[Date Prev][Date Next] [Thread Prev][Thread Next] [Date Index] [Thread Index]

Re: cat and pipelines, mostly (was Re: Delete all after a pattern)



On Sat, Aug 31, 2019 at 10:39:00AM -0400, The Wanderer wrote:
> On 2019-08-31 at 10:07, Roberto C. Sánchez wrote:
> 
> I actually think this is good behavior. The only obvious places to put
> the cursor when doing command history are at the beginning of the line
> and at the end, and for convenience-of-editing purposes, the end seems
> obviously preferable to the beginning.
> 
> What possible shell behavior would you suggest that might be better in
> this regard?
> 
When viewing the immediate prior command in history the cursor could
placed at the same position on the line as where it was found when the
command was executed (most likely because the user presed 'enter').

> >> The further from the rightmost position the part you want to edit
> >> is, the less convenient it is to do that editing, especially when
> >> doing multiple trial-and-error passes to figure out what syntax
> >> will actually produce the desired result.
> > 
> > Again, it sounds like a better shell is in order.
> 
> Again, better how?
> 
Better in that it behaves in the way you think it should.

> > Here is an alternative that places the interesting commands as far
> > to the right as possible:
> > 
> > $  i=~/test.txt; o=~/other_test.txt; (sed 's/config=.*$/config=/g' |
> > tr -d '=') <${i} >${o}
> 
> <snip>
> 
> > That minimizes the distance between the end of the processing
> > command pipeline and the end of the line.  You can add spaces before
> > and/or after ';', '(', and ')' to create more explicit word
> > boundaries if you like.
> 
> That's not a word boundary for the purposes of the keybindings with
> which I'm familiar (and which seem to come enabled by default, at least
> with bash; I think they actually come from readline). For that purpose,
> only alphanumerics count as part of a word, and only the boundary
> between a block of alphanumerics and whitespace counts as the edge of a
> word.
> 
> That means falling back to one-character-at-a-time cursor positioning,
> with the arrow keys, rather than being able to jump around in larger
> blocks. Doable, but less convenient than not needing to.
> 
That particular problem still exists in your preferred approach.
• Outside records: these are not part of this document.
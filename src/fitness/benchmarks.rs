//! Benchmark fitness functions
//!
//! This module provides standard benchmark functions for exercising the
//! engine. All of them return values to be maximized.

use std::f64::consts::PI;

use crate::chromosome::binary::{bits_to_u64, Binary};
use crate::chromosome::chromosome::Chromosome;
use crate::chromosome::random_key::{argsort, RandomKeys};
use crate::chromosome::real_valued::RealValued;
use crate::fitness::traits::FitnessFunction;

/// Trait for real-valued benchmark functions
pub trait BenchmarkFunction: Send + Sync {
    /// Name of the benchmark function
    fn name(&self) -> &'static str;

    /// Search space bounds (min, max)
    fn bounds(&self) -> (f64, f64);

    /// Optimal (minimum) value of the raw objective
    fn optimal_value(&self) -> f64;

    /// Evaluate the raw objective (to be MINIMIZED)
    fn evaluate_raw(&self, x: &[f64]) -> f64;
}

/// Sphere function: f(x) = Σxᵢ²
///
/// Unimodal, convex, separable. Optimum at origin.
#[derive(Clone, Debug, Default)]
pub struct Sphere;

impl BenchmarkFunction for Sphere {
    fn name(&self) -> &'static str {
        "Sphere"
    }

    fn bounds(&self) -> (f64, f64) {
        (-5.12, 5.12)
    }

    fn optimal_value(&self) -> f64 {
        0.0
    }

    fn evaluate_raw(&self, x: &[f64]) -> f64 {
        x.iter().map(|xi| xi * xi).sum()
    }
}

impl FitnessFunction<RealValued> for Sphere {
    fn compute(&self, chromosome: &Chromosome<RealValued>) -> f64 {
        // Negate for maximization
        -self.evaluate_raw(chromosome.representation())
    }
}

/// Rastrigin function: f(x) = 10n + Σ(xᵢ² - 10cos(2πxᵢ))
///
/// Highly multimodal with many local minima. Optimum at origin.
#[derive(Clone, Debug, Default)]
pub struct Rastrigin;

impl BenchmarkFunction for Rastrigin {
    fn name(&self) -> &'static str {
        "Rastrigin"
    }

    fn bounds(&self) -> (f64, f64) {
        (-5.12, 5.12)
    }

    fn optimal_value(&self) -> f64 {
        0.0
    }

    fn evaluate_raw(&self, x: &[f64]) -> f64 {
        let a = 10.0;
        let n = x.len() as f64;
        a * n
            + x.iter()
                .map(|xi| xi * xi - a * (2.0 * PI * xi).cos())
                .sum::<f64>()
    }
}

impl FitnessFunction<RealValued> for Rastrigin {
    fn compute(&self, chromosome: &Chromosome<RealValued>) -> f64 {
        -self.evaluate_raw(chromosome.representation())
    }
}

/// OneMax function for binary chromosomes
///
/// Counts the number of 1s. Optimum when all alleles are 1.
#[derive(Clone, Debug, Default)]
pub struct OneMax;

impl FitnessFunction<Binary> for OneMax {
    fn compute(&self, chromosome: &Chromosome<Binary>) -> f64 {
        chromosome.count_ones() as f64
    }
}

/// Sorting benchmark for random-key chromosomes
///
/// The keys decode a permutation of `0..n`; the fitness is the negated sum
/// of displacements `|π(i) - i|`, so the identity permutation scores 0.
#[derive(Clone, Debug, Default)]
pub struct SortingDisplacement;

impl FitnessFunction<RandomKeys> for SortingDisplacement {
    fn compute(&self, chromosome: &Chromosome<RandomKeys>) -> f64 {
        let displacement: usize = argsort(chromosome.representation())
            .into_iter()
            .enumerate()
            .map(|(position, element)| position.abs_diff(element))
            .sum();
        -(displacement as f64)
    }
}

/// Two-dimensional multimodal function over a 24-bit binary chromosome
///
/// The first and second 12 bits decode to `x` and `y` (divided by 100), and
/// f(x, y) = (x² + y²)^0.25 · (sin²(50 · (x² + y²)^0.1) + 1), negated.
/// The global optimum 0 lies at the origin.
#[derive(Clone, Debug, Default)]
pub struct Dimension2;

impl Dimension2 {
    /// Bits per coordinate
    pub const BITS_PER_DIMENSION: usize = 12;

    /// Required chromosome length
    pub const LENGTH: usize = 2 * Self::BITS_PER_DIMENSION;

    /// Decode the two coordinates of a 24-bit representation
    pub fn decode(bits: &[bool]) -> Option<(f64, f64)> {
        if bits.len() < Self::LENGTH {
            return None;
        }
        let (x_bits, rest) = bits.split_at(Self::BITS_PER_DIMENSION);
        let x = bits_to_u64(x_bits).ok()? as f64 / 100.0;
        let y = bits_to_u64(&rest[..Self::BITS_PER_DIMENSION]).ok()? as f64 / 100.0;
        Some((x, y))
    }

    /// Raw objective value (to be minimized)
    pub fn evaluate_raw(x: f64, y: f64) -> f64 {
        let r2 = x * x + y * y;
        r2.powf(0.25) * ((50.0 * r2.powf(0.1)).sin().powi(2) + 1.0)
    }
}

impl FitnessFunction<Binary> for Dimension2 {
    fn compute(&self, chromosome: &Chromosome<Binary>) -> f64 {
        match Self::decode(chromosome.representation()) {
            Some((x, y)) => -Self::evaluate_raw(x, y),
            None => f64::NEG_INFINITY,
        }
    }
}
> (That syntax is also again more complicated to type than the simple form
> I tend to use.)
> 
But earlier you said that you type it once, then just hit the up arrow,
tweak a few characters, and execute again until you obtain the desired
result by trial and error.  In that case you are only typing the command
once.  Trying to optimize for simplicity one time one way while avoiding
other optimizations that yield a benefit every time seems rather
confusing to me.

> >> But having to jump back several stages along the command line, and
> >> not even to a point which is at the edge of a 'word' according to
> >> what (at least) the keybindings I'm familiar with recognize, is IMO
> >> not worth the tradeoff vs. saving a single process per invocation.
> > 
> > You'll notice that it's not about saving a process.  The better way 
> > involves a subshell '()' which will create a new process.
> 
> You're right, I had missed that.
> 
> In that case, I fail to see the benefit. As far as I can tell, saving a
> process is the entire sum-total benefit of avoiding the use of cat in
> this type of context.
> 
Then I am going to guess you have not had to maintain that many shell
scripts.  As with any programming language, lowering the cognitive
burden on the maintainer of a shell script should be a goal.  The more
time I have to spend separating functional logic (like the sed
transformation) from non-functional logic (like here is where the input
originates and here is where the output goes) the more likely I am to
make a logic error and also the longer tasks will take in general.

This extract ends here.